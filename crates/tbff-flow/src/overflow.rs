//! Overflow sink lifecycle.
//!
//! Runs once per propagation, strictly after the iteration loop, so the
//! loop's edge set never changes mid-run. A sink is inserted when some
//! node has outflow above [`OVERFLOW_OUTFLOW_THRESHOLD`] and no outgoing
//! allocation. It is removed once no node needs it and no allocation
//! targets it.

use std::collections::HashSet;

use tbff_core::constants::{OVERFLOW_OUTFLOW_THRESHOLD, OVERFLOW_SINK_ID};
use tbff_core::traits::PropagationObserver;
use tbff_core::types::{FlowNetwork, FlowNode, NodeId};

use crate::config::{EngineConfig, SinkPolicy};
use crate::node::update_node_properties;

/// What the lifecycle phase did to the sink.
#[derive(Debug, Clone, PartialEq)]
pub enum SinkChange {
    Unchanged,
    /// A sink was created and fed the unallocated outflow.
    Inserted { id: NodeId, inflow: f64 },
    /// An existing sink received this run's unallocated outflow
    /// ([`SinkPolicy::RecomputeEachRun`] only).
    Refed { id: NodeId, added: f64 },
    Removed { id: NodeId },
}

/// Ids of every node with at least one outgoing allocation.
fn allocated_sources(network: &FlowNetwork) -> HashSet<&str> {
    network
        .allocations
        .iter()
        .map(|a| a.source_node_id.as_str())
        .collect()
}

/// Non-sink nodes with positive outflow and no outgoing allocation.
fn unallocated<'a>(
    network: &'a FlowNetwork,
    sources: &'a HashSet<&str>,
) -> impl Iterator<Item = &'a FlowNode> + 'a {
    network.nodes.iter().filter(move |n| {
        !n.is_overflow_sink && n.outflow > 0.0 && !sources.contains(n.id.as_str())
    })
}

/// True iff some non-sink node has outflow above the threshold and
/// nowhere to send it.
pub fn needs_overflow_sink(network: &FlowNetwork) -> bool {
    let sources = allocated_sources(network);
    unallocated(network, &sources).any(|n| n.outflow > OVERFLOW_OUTFLOW_THRESHOLD)
}

/// Total outflow of non-sink nodes without outgoing allocations.
pub fn unallocated_outflow(network: &FlowNetwork) -> f64 {
    let sources = allocated_sources(network);
    unallocated(network, &sources).map(|n| n.outflow).sum()
}

/// True iff some allocation routes flow into `sink`.
fn is_targeted(network: &FlowNetwork, sink: &NodeId) -> bool {
    network.allocations.iter().any(|a| a.target_node_id == *sink)
}

/// Insert, re-feed or remove the sink to match the network's current state.
///
/// An existing sink that an allocation still targets is kept even when no
/// node is stranded; dropping it would strand that allocation's source.
pub fn reconcile_overflow_sink(
    network: &mut FlowNetwork,
    config: &EngineConfig,
    observer: &mut dyn PropagationObserver,
) -> SinkChange {
    let stranded = needs_overflow_sink(network);
    let sink = network.overflow_node_id.clone();
    let needed = stranded || sink.as_ref().is_some_and(|id| is_targeted(network, id));
    match (needed, sink) {
        (true, None) => {
            let sink = insert_sink(network, config);
            observer.on_sink_inserted(&sink);
            SinkChange::Inserted {
                id: sink.id,
                inflow: sink.inflow,
            }
        }
        (false, Some(id)) => {
            remove_sink(network, &id);
            observer.on_sink_removed(&id);
            SinkChange::Removed { id }
        }
        (true, Some(id)) => match config.sink_policy {
            SinkPolicy::SetOnce => SinkChange::Unchanged,
            SinkPolicy::RecomputeEachRun => refeed_sink(network, id, observer),
        },
        (false, None) => SinkChange::Unchanged,
    }
}

fn insert_sink(network: &mut FlowNetwork, config: &EngineConfig) -> FlowNode {
    let inflow = unallocated_outflow(network);
    let mut sink = FlowNode::overflow_sink(unique_sink_id(network), config.sink_position);
    sink.inflow = inflow;
    update_node_properties(&mut sink);

    network.overflow_node_id = Some(sink.id.clone());
    network.nodes.push(sink.clone());
    sink
}

fn refeed_sink(
    network: &mut FlowNetwork,
    id: NodeId,
    observer: &mut dyn PropagationObserver,
) -> SinkChange {
    let added = unallocated_outflow(network);
    if let Some(sink) = network.node_mut(id.as_str()) {
        sink.inflow += added;
        update_node_properties(sink);
        observer.on_sink_refed(sink, added);
    }
    SinkChange::Refed { id, added }
}

/// Drop the sink, its back-reference and any allocation leaving it.
/// Only called once nothing targets the sink.
fn remove_sink(network: &mut FlowNetwork, id: &NodeId) {
    network.nodes.retain(|n| !n.is_overflow_sink);
    network.overflow_node_id = None;
    network.allocations.retain(|a| a.source_node_id != *id);
}

/// [`OVERFLOW_SINK_ID`], suffixed if a caller node already uses it.
fn unique_sink_id(network: &FlowNetwork) -> NodeId {
    if !network.contains_node(OVERFLOW_SINK_ID) {
        return NodeId::from(OVERFLOW_SINK_ID);
    }
    (1..)
        .map(|n| format!("{OVERFLOW_SINK_ID}-{n}"))
        .find(|candidate| !network.contains_node(candidate))
        .map(NodeId::from)
        .unwrap_or_else(|| NodeId::from(OVERFLOW_SINK_ID))
}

---+---

_Assignment:_ Print every entry from the material exactly.

_Solution for this task:_
filename crates/tbff-flow/src/overflow.rs
//! Overflow sink lifecycle.
//!
//! Runs once per propagation, strictly after the iteration loop, so the
//! loop's edge set never changes mid-run. A sink is inserted when some
//! node has outflow above [`OVERFLOW_OUTFLOW_THRESHOLD`] and no outgoing
//! allocation. It is removed once no node needs it and no allocation
//! targets it.

use std::collections::HashSet;

use tbff_core::constants::{OVERFLOW_OUTFLOW_THRESHOLD, OVERFLOW_SINK_ID};
use tbff_core::traits::PropagationObserver;
use tbff_core::types::{FlowNetwork, FlowNode, NodeId};

use crate::config::{EngineConfig, SinkPolicy};
use crate::node::update_node_properties;

/// What the lifecycle phase did to the sink.
#[derive(Debug, Clone, PartialEq)]
pub enum SinkChange {
    Unchanged,
    /// A sink was created and fed the unallocated outflow.
    Inserted { id: NodeId, inflow: f64 },
    /// An existing sink received this run's unallocated outflow
    /// ([`SinkPolicy::RecomputeEachRun`] only).
    Refed { id: NodeId, added: f64 },
    Removed { id: NodeId },
}

/// Ids of every node with at least one outgoing allocation.
fn allocated_sources(network: &FlowNetwork) -> HashSet<&str> {
    network
        .allocations
        .iter()
        .map(|a| a.source_node_id.as_str())
        .collect()
}

/// Non-sink nodes with positive outflow and no outgoing allocation.
fn unallocated<'a>(
    network: &'a FlowNetwork,
    sources: &'a HashSet<&str>,
) -> impl Iterator<Item = &'a FlowNode> + 'a {
    network.nodes.iter().filter(move |n| {
        !n.is_overflow_sink && n.outflow > 0.0 && !sources.contains(n.id.as_str())
    })
}

/// True iff some non-sink node has outflow above the threshold and
/// nowhere to send it.
pub fn needs_overflow_sink(network: &FlowNetwork) -> bool {
    let sources = allocated_sources(network);
    unallocated(network, &sources).any(|n| n.outflow > OVERFLOW_OUTFLOW_THRESHOLD)
}

/// Total outflow of non-sink nodes without outgoing allocations.
pub fn unallocated_outflow(network: &FlowNetwork) -> f64 {
    let sources = allocated_sources(network);
    unallocated(network, &sources).map(|n| n.outflow).sum()
}

/// True iff some allocation routes flow into `sink`.
fn is_targeted(network: &FlowNetwork, sink: &NodeId) -> bool {
    network.allocations.iter().any(|a| a.target_node_id == *sink)
}

/// Insert, re-feed or remove the sink to match the network's current state.
///
/// An existing sink that an allocation still targets is kept even when no
/// node is stranded; dropping it would strand that allocation's source.
pub fn reconcile_overflow_sink(
    network: &mut FlowNetwork,
    config: &EngineConfig,
    observer: &mut dyn PropagationObserver,
) -> SinkChange {
    let stranded = needs_overflow_sink(network);
    let sink = network.overflow_node_id.clone();
    let needed = stranded || sink.as_ref().is_some_and(|id| is_targeted(network, id));
    match (needed, sink) {
        (true, None) => {
            let sink = insert_sink(network, config);
            observer.on_sink_inserted(&sink);
            SinkChange::Inserted {
                id: sink.id,
                inflow: sink.inflow,
            }
        }
        (false, Some(id)) => {
            remove_sink(network, &id);
            observer.on_sink_removed(&id);
            SinkChange::Removed { id }
        }
        (true, Some(id)) => match config.sink_policy {
            SinkPolicy::SetOnce => SinkChange::Unchanged,
            SinkPolicy::RecomputeEachRun => refeed_sink(network, id, observer),
        },
        (false, None) => SinkChange::Unchanged,
    }
}

fn insert_sink(network: &mut FlowNetwork, config: &EngineConfig) -> FlowNode {
    let inflow = unallocated_outflow(network);
    let mut sink = FlowNode::overflow_sink(unique_sink_id(network), config.sink_position);
    sink.inflow = inflow;
    update_node_properties(&mut sink);

    network.overflow_node_id = Some(sink.id.clone());
    network.nodes.push(sink.clone());
    sink
}

fn refeed_sink(
    network: &mut FlowNetwork,
    id: NodeId,
    observer: &mut dyn PropagationObserver,
) -> SinkChange {
    let added = unallocated_outflow(network);
    if let Some(sink) = network.node_mut(id.as_str()) {
        sink.inflow += added;
        update_node_properties(sink);
        observer.on_sink_refed(sink, added);
    }
    SinkChange::Refed { id, added }
}

/// Drop the sink, its back-reference and any allocation leaving it.
/// Only called once nothing targets the sink.
fn remove_sink(network: &mut FlowNetwork, id: &NodeId) {
    network.nodes.retain(|n| !n.is_overflow_sink);
    network.overflow_node_id = None;
    network.allocations.retain(|a| a.source_node_id != *id);
}

/// [`OVERFLOW_SINK_ID`], suffixed if a caller node already uses it.
fn unique_sink_id(network: &FlowNetwork) -> NodeId {
    if !network.contains_node(OVERFLOW_SINK_ID) {
        return NodeId::from(OVERFLOW_SINK_ID);
    }
    (1..)
        .map(|n| format!("{OVERFLOW_SINK_ID}-{n}"))
        .find(|candidate| !network.contains_node(candidate))
        .map(NodeId::from)
        .unwrap_or_else(|| NodeId::from(OVERFLOW_SINK_ID))
}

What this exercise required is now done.